Kan een God van liefde opdracht geven tot genocide?

In Deuteronomium 7 wordt Israël opgeroepen om de volken van Kanaän volledig uit te roeien. Dat is een keiharde oproep tot genocide. Hoe zit dat precies? En hoe valt dat te rijmen met een God die liefde is? Dr. A.E.M.A. (Annechiena) Vrolijk is docent Oude Testament en Hebreeuws en geeft antwoord op die vraag.

“Jozua nu verbrandde Ai, en hij stelde haar tot een eeuwigen hoop, ter verwoesting, tot op dezen dag.” Jozua 8:28. Bron: Wikipedia.

“Straks zal de Heer, uw God, u naar het land brengen dat u in bezit zult nemen en veel volken voor u op de vlucht jagen: de Hethieten, de Girgasieten, de Amorieten, de Kanaänieten, de Perizzieten, de Chiwwieten en de Jebusieten – zeven volken die groter en machtiger zijn dan u. Wanneer de Heer, uw God, u de overwinning op hen schenkt, moet u hen doden. U mag geen vredesverdrag met hen sluiten en hen niet sparen.” (Deuteronomium 7:1-2)

De opdracht van God om de volken van Kanaän uit te roeien, is huiveringwekkend. Het kan toch niet waar zijn dat God zélf opdracht geeft om hele volken zonder pardon te doden? De gedachte alleen al roept weerzin op, zeker voor moderne, westerse mensen, die gevoelig zijn voor geweld. Kan een God van liefde opdracht geven tot genocide?
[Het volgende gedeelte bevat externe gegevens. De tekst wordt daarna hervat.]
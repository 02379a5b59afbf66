// SPDX-License-Identifier: BUSL-1.1
// Copyright (c) 2026 Alfred Jean LLC

//! Command gateway for the admin WebSocket.
//!
//! Each connection runs as a spawned task: incoming frames dispatch to
//! command handlers, subscribed events stream back out, and the two
//! directions interleave in one select loop. Commands on a connection
//! are answered in receive order.

pub(crate) mod commands;

use crate::protocol::{render_bad_frame, render_response, Frame};
use aether_core::{Clock, ErrorCode, Event, KernelError, Pid, TopicPattern, Uid};
use aether_kernel::webhook::WebhookDispatcher;
use aether_kernel::{Kernel, Subject};
use axum::extract::ws::{Message, WebSocket};
use futures_util::{SinkExt, StreamExt};
use serde_json::Value;
use std::sync::Arc;
use tracing::{debug, warn};

/// Shared gateway context handed to every connection task.
pub struct Gateway<C: Clock> {
    pub kernel: Arc<Kernel<C>>,
    pub dispatcher: WebhookDispatcher<C>,
}

impl<C: Clock> Gateway<C> {
    pub fn new(kernel: Arc<Kernel<C>>) -> Self {
        let dispatcher = kernel.webhook_dispatcher();
        Self { kernel, dispatcher }
    }
}

/// Per-connection mutable state.
#[derive(Default)]
pub struct ConnState {
    pub subject: Option<Subject>,
    pub token: Option<String>,
    pub patterns: Vec<TopicPattern>,
}

impl ConnState {
    pub fn require_auth(&self) -> Result<Subject, KernelError> {
        self.subject
            .clone()
            .ok_or_else(|| KernelError::unauthenticated("authenticate first"))
    }
}

/// Drive one WebSocket connection until it closes.
pub async fn handle_socket<C: Clock>(socket: WebSocket, gateway: Arc<Gateway<C>>) {
    let (mut sink, mut stream) = socket.split();
    let mut conn = ConnState::default();
    let mut events = gateway.kernel.bus.subscribe_queue("*");

    loop {
        tokio::select! {
            incoming = stream.next() => {
                let Some(Ok(message)) = incoming else { break };
                let text = match message {
                    Message::Text(text) => text.to_string(),
                    Message::Close(_) => break,
                    // Pings are answered by axum; other binary noise is ignored.
                    _ => continue,
                };

                let frame = match Frame::parse(&text) {
                    Ok(frame) => frame,
                    Err(e) => {
                        // One reply, then disconnect.
                        let _ = sink.send(Message::Text(render_bad_frame(&e.to_string()).into())).await;
                        break;
                    }
                };

                let id = frame.id.clone();
                let result = dispatch(&gateway, &mut conn, frame).await;
                let reply = render_response(id.as_deref(), result);
                if sink.send(Message::Text(reply.into())).await.is_err() {
                    break;
                }
            }

            event = events.recv() => {
                match event {
                    Some(event) => {
                        if !should_forward(&gateway, &conn, &event) {
                            continue;
                        }
                        let Ok(text) = serde_json::to_string(&event) else { continue };
                        if sink.send(Message::Text(text.into())).await.is_err() {
                            break;
                        }
                    }
                    // Closed for refusing a critical event: the client
                    // must reconnect and re-subscribe.
                    None => {
                        warn!("subscriber queue closed, disconnecting client");
                        break;
                    }
                }
            }
        }
    }

    debug!("connection closed");
}

/// Whether this connection subscribed to (and may observe) an event.
fn should_forward<C: Clock>(gateway: &Gateway<C>, conn: &ConnState, event: &Event) -> bool {
    // Lag sentinels bypass topic filters: the subscriber must learn it
    // missed something no matter what it asked for.
    if matches!(event, Event::SubscriberLagged { .. }) {
        return !conn.patterns.is_empty();
    }

    let topic = event.topic();
    if !conn.patterns.iter().any(|p| p.matches(topic)) {
        return false;
    }

    let Some(subject) = &conn.subject else {
        return false;
    };
    let owner = event_owner(gateway, event);
    gateway.kernel.policy.can_observe(subject, owner.as_ref())
}

/// Resolve an event's owning user, consulting the process table for
/// pid-only events.
fn event_owner<C: Clock>(gateway: &Gateway<C>, event: &Event) -> Option<Uid> {
    if let Some(uid) = event.owner() {
        return Some(uid.clone());
    }
    let pid = event.pid()?;
    process_owner(&gateway.kernel, pid).ok()
}

/// Owner lookup that works for live and reaped processes.
pub(crate) fn process_owner<C: Clock>(kernel: &Kernel<C>, pid: Pid) -> Result<Uid, KernelError> {
    if let Some(info) = kernel.table.get(pid) {
        return Ok(info.uid);
    }
    kernel
        .store
        .get_process(pid)
        .map_err(KernelError::internal)?
        .map(|info| info.uid)
        .ok_or_else(|| KernelError::not_found(format!("process {pid}")))
}

/// Route one parsed frame to its handler.
pub async fn dispatch<C: Clock>(
    gateway: &Gateway<C>,
    conn: &mut ConnState,
    frame: Frame,
) -> Result<Value, KernelError> {
    let kind = frame.kind.as_str();
    let payload = &frame.payload;

    match kind {
        // -- connection management --
        "auth" => commands::auth::handle_auth_frame(gateway, conn, payload),
        "sub" => {
            conn.require_auth()?;
            let topic = req_str(payload, "topic")?;
            let pattern = TopicPattern::new(topic);
            if !conn.patterns.contains(&pattern) {
                conn.patterns.push(pattern);
            }
            Ok(Value::Null)
        }
        "unsub" => {
            let topic = req_str(payload, "topic")?;
            conn.patterns.retain(|p| p.as_str() != topic);
            Ok(Value::Null)
        }

        // -- auth --
        "auth.register" => commands::auth::register(gateway, conn, payload),
        "auth.login" => commands::auth::login(gateway, conn, payload),
        "auth.logout" => commands::auth::logout(gateway, conn),
        "auth.whoami" => commands::auth::whoami(conn),
        "auth.mfa.setup" => commands::auth::mfa_setup(gateway, conn),
        "auth.mfa.verify" => commands::auth::mfa_verify(gateway, conn, payload),

        // -- process / agent --
        "process.spawn" => commands::process::spawn(gateway, conn, payload),
        "process.kill" => commands::process::kill(gateway, conn, payload),
        "process.list" => commands::process::list(gateway, conn),
        "process.get" => commands::process::get(gateway, conn, payload),
        "process.history" => commands::process::history(gateway, conn, payload),
        "agent.pause" => commands::process::pause(gateway, conn, payload),
        "agent.resume" => commands::process::resume(gateway, conn, payload),
        "agent.message" => commands::process::message(gateway, conn, payload),
        "agent.history" => commands::process::agent_history(gateway, conn, payload),
        "agent.prune" => commands::process::agent_prune(gateway, conn, payload),
        "agent.feedback" => commands::process::feedback(gateway, conn, payload),
        "agent.reflections" => commands::process::reflections(gateway, conn, payload),

        // -- filesystem --
        "fs.ls" => commands::fs::ls(gateway, conn, payload),
        "fs.read" => commands::fs::read(gateway, conn, payload),
        "fs.write" => commands::fs::write(gateway, conn, payload),

        // -- memory / plan / kv / snapshot --
        "mem.put" => commands::resources::mem_put(gateway, conn, payload),
        "mem.get" => commands::resources::mem_get(gateway, conn, payload),
        "mem.search" => commands::resources::mem_search(gateway, conn, payload),
        "mem.delete" => commands::resources::mem_delete(gateway, conn, payload),
        "plan.get" => commands::resources::plan_get(gateway, conn, payload),
        "plan.update" => commands::resources::plan_update(gateway, conn, payload),
        "kv.get" => commands::resources::kv_get(gateway, conn, payload),
        "kv.set" => commands::resources::kv_set(gateway, conn, payload),
        "kv.delete" => commands::resources::kv_delete(gateway, conn, payload),
        "snapshot.create" => commands::resources::snapshot_create(gateway, conn, payload),
        "snapshot.list" => commands::resources::snapshot_list(gateway, conn, payload),
        "snapshot.delete" => commands::resources::snapshot_delete(gateway, conn, payload),

        // -- schedulers --
        "cron.create" => commands::schedules::cron_create(gateway, conn, payload),
        "cron.list" => commands::schedules::cron_list(gateway, conn),
        "cron.toggle" => commands::schedules::cron_toggle(gateway, conn, payload),
        "cron.delete" => commands::schedules::cron_delete(gateway, conn, payload),
        "trigger.create" => commands::schedules::trigger_create(gateway, conn, payload),
        "trigger.list" => commands::schedules::trigger_list(gateway, conn),
        "trigger.toggle" => commands::schedules::trigger_toggle(gateway, conn, payload),
        "trigger.delete" => commands::schedules::trigger_delete(gateway, conn, payload),

        // -- webhooks --
        "webhook.create" => commands::webhooks::create(gateway, conn, payload),
        "webhook.list" => commands::webhooks::list(gateway, conn),
        "webhook.delete" => commands::webhooks::delete(gateway, conn, payload),
        "webhook.test" => commands::webhooks::test(gateway, conn, payload).await,
        "dlq.list" => commands::webhooks::dlq_list(gateway, conn),
        "dlq.retry" => commands::webhooks::dlq_retry(gateway, conn, payload).await,
        "dlq.delete" => commands::webhooks::dlq_delete(gateway, conn, payload),
        "hook.create" => commands::webhooks::hook_create(gateway, conn, payload),
        "hook.list" => commands::webhooks::hook_list(gateway, conn),
        "hook.delete" => commands::webhooks::hook_delete(gateway, conn, payload),

        // -- admin --
        "metrics.query" => commands::admin::metrics_query(gateway, conn, payload),
        "user.list" => commands::admin::user_list(gateway, conn),
        "user.delete" => commands::admin::user_delete(gateway, conn, payload),
        "org.create" => commands::admin::org_create(gateway, conn, payload),
        "org.list" => commands::admin::org_list(gateway, conn),
        "org.delete" => commands::admin::org_delete(gateway, conn, payload),
        "org.addMember" => commands::admin::org_add_member(gateway, conn, payload),
        "team.create" => commands::admin::team_create(gateway, conn, payload),
        "team.list" => commands::admin::team_list(gateway, conn, payload),
        "team.addMember" => commands::admin::team_add_member(gateway, conn, payload),
        "policy.create" => commands::admin::policy_create(gateway, conn, payload),
        "policy.list" => commands::admin::policy_list(gateway, conn),
        "policy.delete" => commands::admin::policy_delete(gateway, conn, payload),
        "audit.query" => commands::admin::audit_query(gateway, conn, payload),
        "cluster.info" => commands::admin::cluster_info(gateway, conn),

        // -- sandbox passthrough --
        // The sandbox broker is an external collaborator; input events
        // are acknowledged and forwarded fire-and-forget when present.
        kind if kind.starts_with("browser:") => {
            conn.require_auth()?;
            debug!(command = kind, "sandbox passthrough (no broker attached)");
            Ok(serde_json::json!({ "forwarded": false }))
        }

        _ => Err(KernelError::new(
            ErrorCode::UnknownCommand,
            format!("unknown command '{kind}'"),
        )),
    }
}

// -- payload extraction helpers --

pub(crate) fn req_str<'a>(payload: &'a Value, key: &str) -> Result<&'a str, KernelError> {
    payload
        .get(key)
        .and_then(Value::as_str)
        .ok_or_else(|| KernelError::invalid_args(format!("'{key}' must be a string")))
}

pub(crate) fn opt_str<'a>(payload: &'a Value, key: &str) -> Option<&'a str> {
    payload.get(key).and_then(Value::as_str)
}

pub(crate) fn req_pid(payload: &Value) -> Result<Pid, KernelError> {
    payload
        .get("pid")
        .and_then(Value::as_i64)
        .map(Pid)
        .ok_or_else(|| KernelError::invalid_args("'pid' must be an integer"))
}

pub(crate) fn opt_u64(payload: &Value, key: &str) -> Option<u64> {
    payload.get(key).and_then(Value::as_u64)
}

pub(crate) fn limit_arg(payload: &Value, default: usize) -> usize {
    opt_u64(payload, "limit").map(|v| v as usize).unwrap_or(default)
}

/// Authorize `action` on `resource` for this connection's subject.
pub(crate) fn authorize<C: Clock>(
    gateway: &Gateway<C>,
    subject: &Subject,
    action: &str,
    resource: &str,
    owner: Option<&Uid>,
) -> Result<(), KernelError> {
    if gateway.kernel.policy.can(subject, action, resource, owner) {
        Ok(())
    } else {
        Err(KernelError::forbidden(action.to_string()))
    }
}

#[cfg(test)]
#[path = "gateway_tests.rs"]
mod tests;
In Deuteronomium 7 wordt Israël inderdaad opgeroepen om de volken van Kanaän volledig uit te roeien. Bij de intocht in het land wordt beschreven hoe deze opdracht wordt uitgevoerd. Dat gebeurt niet volledig, en dat wordt Israël dan ook verweten. De opdracht om hen uit te roeien wordt consequent gepresenteerd als een gebod van God zelf. Bovendien wordt het uitroeiingsbevel nergens in het Oude (of Nieuwe) Testament verworpen. Dat maakt de kwestie alleen maar nijpender. Hoe zit dit nu?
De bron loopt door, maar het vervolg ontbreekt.